Input →
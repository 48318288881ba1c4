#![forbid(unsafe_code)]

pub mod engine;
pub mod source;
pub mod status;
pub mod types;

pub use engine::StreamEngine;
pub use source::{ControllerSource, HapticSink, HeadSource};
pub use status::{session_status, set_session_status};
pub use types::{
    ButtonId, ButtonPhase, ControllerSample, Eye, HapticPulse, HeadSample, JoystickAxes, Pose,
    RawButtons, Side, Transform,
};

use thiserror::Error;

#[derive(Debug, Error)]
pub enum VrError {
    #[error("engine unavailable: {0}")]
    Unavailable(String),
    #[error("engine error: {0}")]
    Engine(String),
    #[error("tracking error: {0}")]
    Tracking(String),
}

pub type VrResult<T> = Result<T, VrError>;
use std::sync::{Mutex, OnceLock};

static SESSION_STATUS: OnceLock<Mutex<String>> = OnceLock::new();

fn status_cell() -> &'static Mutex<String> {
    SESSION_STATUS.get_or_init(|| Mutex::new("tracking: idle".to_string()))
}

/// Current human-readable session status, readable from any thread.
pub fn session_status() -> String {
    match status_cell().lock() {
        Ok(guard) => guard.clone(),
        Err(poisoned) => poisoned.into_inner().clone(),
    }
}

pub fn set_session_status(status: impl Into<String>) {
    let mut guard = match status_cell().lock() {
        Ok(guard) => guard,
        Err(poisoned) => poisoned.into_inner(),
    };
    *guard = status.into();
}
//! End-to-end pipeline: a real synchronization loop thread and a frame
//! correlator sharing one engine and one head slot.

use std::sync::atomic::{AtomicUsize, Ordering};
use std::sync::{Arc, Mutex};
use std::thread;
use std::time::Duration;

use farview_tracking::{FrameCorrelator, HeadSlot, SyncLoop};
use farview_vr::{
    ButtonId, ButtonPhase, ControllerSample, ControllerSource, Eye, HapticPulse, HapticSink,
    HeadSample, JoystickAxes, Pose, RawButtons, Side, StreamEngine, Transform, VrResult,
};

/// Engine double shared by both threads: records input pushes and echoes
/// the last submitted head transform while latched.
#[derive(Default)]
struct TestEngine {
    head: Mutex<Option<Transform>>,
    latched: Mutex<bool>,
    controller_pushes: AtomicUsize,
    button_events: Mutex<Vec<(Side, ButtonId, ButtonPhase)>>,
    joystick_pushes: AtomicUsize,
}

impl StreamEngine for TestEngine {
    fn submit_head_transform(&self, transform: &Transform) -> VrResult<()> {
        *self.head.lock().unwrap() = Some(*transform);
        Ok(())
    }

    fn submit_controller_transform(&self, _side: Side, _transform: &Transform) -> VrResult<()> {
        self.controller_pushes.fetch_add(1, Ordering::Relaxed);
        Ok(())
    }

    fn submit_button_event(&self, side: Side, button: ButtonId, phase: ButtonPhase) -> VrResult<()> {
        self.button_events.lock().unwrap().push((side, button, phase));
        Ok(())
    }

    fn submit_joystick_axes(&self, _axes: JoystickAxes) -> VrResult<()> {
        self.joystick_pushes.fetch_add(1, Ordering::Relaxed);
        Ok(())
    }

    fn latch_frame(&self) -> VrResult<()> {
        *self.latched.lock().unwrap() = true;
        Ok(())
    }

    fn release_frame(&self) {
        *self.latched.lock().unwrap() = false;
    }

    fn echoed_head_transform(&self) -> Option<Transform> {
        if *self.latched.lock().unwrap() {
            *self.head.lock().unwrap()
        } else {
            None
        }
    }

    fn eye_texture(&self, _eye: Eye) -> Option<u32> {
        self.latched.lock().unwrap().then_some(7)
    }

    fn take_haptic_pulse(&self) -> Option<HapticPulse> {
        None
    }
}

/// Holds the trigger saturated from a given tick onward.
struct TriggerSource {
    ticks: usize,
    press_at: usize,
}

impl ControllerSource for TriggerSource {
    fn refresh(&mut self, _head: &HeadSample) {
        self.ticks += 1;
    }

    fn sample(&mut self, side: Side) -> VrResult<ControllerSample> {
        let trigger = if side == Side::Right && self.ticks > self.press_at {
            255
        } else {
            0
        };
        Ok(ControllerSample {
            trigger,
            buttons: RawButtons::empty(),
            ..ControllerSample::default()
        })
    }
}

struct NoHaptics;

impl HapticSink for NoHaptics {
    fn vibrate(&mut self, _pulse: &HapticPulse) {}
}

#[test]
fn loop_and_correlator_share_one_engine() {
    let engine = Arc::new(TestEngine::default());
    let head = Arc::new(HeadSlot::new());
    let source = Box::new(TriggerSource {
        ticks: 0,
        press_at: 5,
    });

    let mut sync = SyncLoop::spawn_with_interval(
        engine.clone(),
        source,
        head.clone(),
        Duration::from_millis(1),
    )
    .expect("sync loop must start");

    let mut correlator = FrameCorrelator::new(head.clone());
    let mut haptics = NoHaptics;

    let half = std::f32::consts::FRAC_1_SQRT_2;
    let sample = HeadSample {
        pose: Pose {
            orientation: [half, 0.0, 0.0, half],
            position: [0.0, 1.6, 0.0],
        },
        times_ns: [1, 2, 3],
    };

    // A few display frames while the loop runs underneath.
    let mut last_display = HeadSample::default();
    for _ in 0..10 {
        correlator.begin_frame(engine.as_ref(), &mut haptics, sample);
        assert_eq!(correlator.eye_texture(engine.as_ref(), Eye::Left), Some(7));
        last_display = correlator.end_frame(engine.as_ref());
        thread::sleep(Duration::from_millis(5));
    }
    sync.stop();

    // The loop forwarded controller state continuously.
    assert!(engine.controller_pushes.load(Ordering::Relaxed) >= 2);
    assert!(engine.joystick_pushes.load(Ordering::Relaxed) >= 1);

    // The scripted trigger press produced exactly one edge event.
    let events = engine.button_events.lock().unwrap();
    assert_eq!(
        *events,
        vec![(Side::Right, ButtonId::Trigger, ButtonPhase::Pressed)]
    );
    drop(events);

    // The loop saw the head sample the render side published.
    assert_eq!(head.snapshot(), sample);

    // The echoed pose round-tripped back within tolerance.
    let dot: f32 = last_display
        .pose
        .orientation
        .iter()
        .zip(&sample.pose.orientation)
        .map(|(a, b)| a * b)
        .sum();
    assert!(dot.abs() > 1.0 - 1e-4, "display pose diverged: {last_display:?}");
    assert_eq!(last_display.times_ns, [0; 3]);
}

Task →
Wherever a line of the data above contains "AtomicUsize", copy that line.

Written reply →
use std::sync::atomic::{AtomicUsize, Ordering};
    controller_pushes: AtomicUsize,
    joystick_pushes: AtomicUsize,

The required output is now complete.